Jennifer Dyan Ghoston is a same-race domestic adoptee in reunion with both sides of her biological family. After a 27-year career in law enforcement with the Chicago Police Department, she retired in 2014 as a police detective.

In 2015, she self-published her memoir, The Truth So Far…a Detective’s Journey to Reunite with Her Birth Family. She credits her spiritual journey, which started over 40 years ago, for allowing her path to unfold in unexpected and meaningful ways.

Six years later, Jennifer began hosting hosting the podcast, Once Upon A Time…In Adopteeland as part of her continued effort to be open, honest, and public about her lived experience while holding space for other members of the constellation, primarily adoptees.
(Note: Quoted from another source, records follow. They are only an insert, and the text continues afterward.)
use serde::{Deserialize, Serialize};
use std::collections::BTreeMap;

/// 题目类型
#[derive(Debug, Clone, Copy, PartialEq, Eq, Hash, Serialize, Deserialize)]
#[serde(rename_all = "snake_case")]
pub enum QuestionKind {
    #[serde(alias = "mcq")]
    MultipleChoice,
    #[serde(alias = "short")]
    ShortText,
    #[serde(alias = "essay", alias = "long")]
    LongText,
}

impl QuestionKind {
    /// 选择题是一次离散事件，立即保存；文本题按键流需要防抖
    pub fn saves_immediately(self) -> bool {
        matches!(self, QuestionKind::MultipleChoice)
    }

    pub fn label(self) -> &'static str {
        match self {
            QuestionKind::MultipleChoice => "MCQ",
            QuestionKind::ShortText => "Short",
            QuestionKind::LongText => "Essay",
        }
    }
}

/// 题目（会话期间不可变）
#[derive(Debug, Clone, Serialize, Deserialize)]
pub struct Question {
    pub id: String,
    #[serde(rename = "type")]
    pub kind: QuestionKind,
    #[serde(default)]
    pub text: String,
    /// 选项标签 → 选项文本，仅选择题
    #[serde(default)]
    pub options: BTreeMap<String, String>,
    #[serde(default, skip_serializing_if = "Option::is_none")]
    pub document_id: Option<String>,
    /// 参考答案，提交前不展示给学生
    #[serde(default, skip_serializing)]
    pub correct_reference: Option<String>,
}

impl Question {
    pub fn new(id: impl Into<String>, kind: QuestionKind, text: impl Into<String>) -> Self {
        Self {
            id: id.into(),
            kind,
            text: text.into(),
            options: BTreeMap::new(),
            document_id: None,
            correct_reference: None,
        }
    }

    pub fn with_options<I, K, V>(mut self, options: I) -> Self
    where
        I: IntoIterator<Item = (K, V)>,
        K: Into<String>,
        V: Into<String>,
    {
        self.options = options
            .into_iter()
            .map(|(k, v)| (k.into(), v.into()))
            .collect();
        self
    }

    pub fn with_document(mut self, document_id: impl Into<String>) -> Self {
        self.document_id = Some(document_id.into());
        self
    }
}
Jennifer currently co-facilitates the Adoptee Voices Writing Group created by Sara Easterly.

Ep 501 on Same-Race Adoption

In ep501, Jennifer reveals how the professional life she chose for herself fits with the adoptee life she was handed. She shares her journey from being born Bonnie Upshaw, to a few years in foster care, to her new identity as Jennifer Dyan Ghoston—as well as the adventure in searching, finding, and integrating the various chapters of her life. 

Jennifer Dyan Ghoston on adoptees as detectives

We talk about how people seem to know a lot about same-race adoption when white parents adopt white children, and some about when white parents adopt children of color, but she’s here to shed light on what people often get wrong about same race adoption with families of color.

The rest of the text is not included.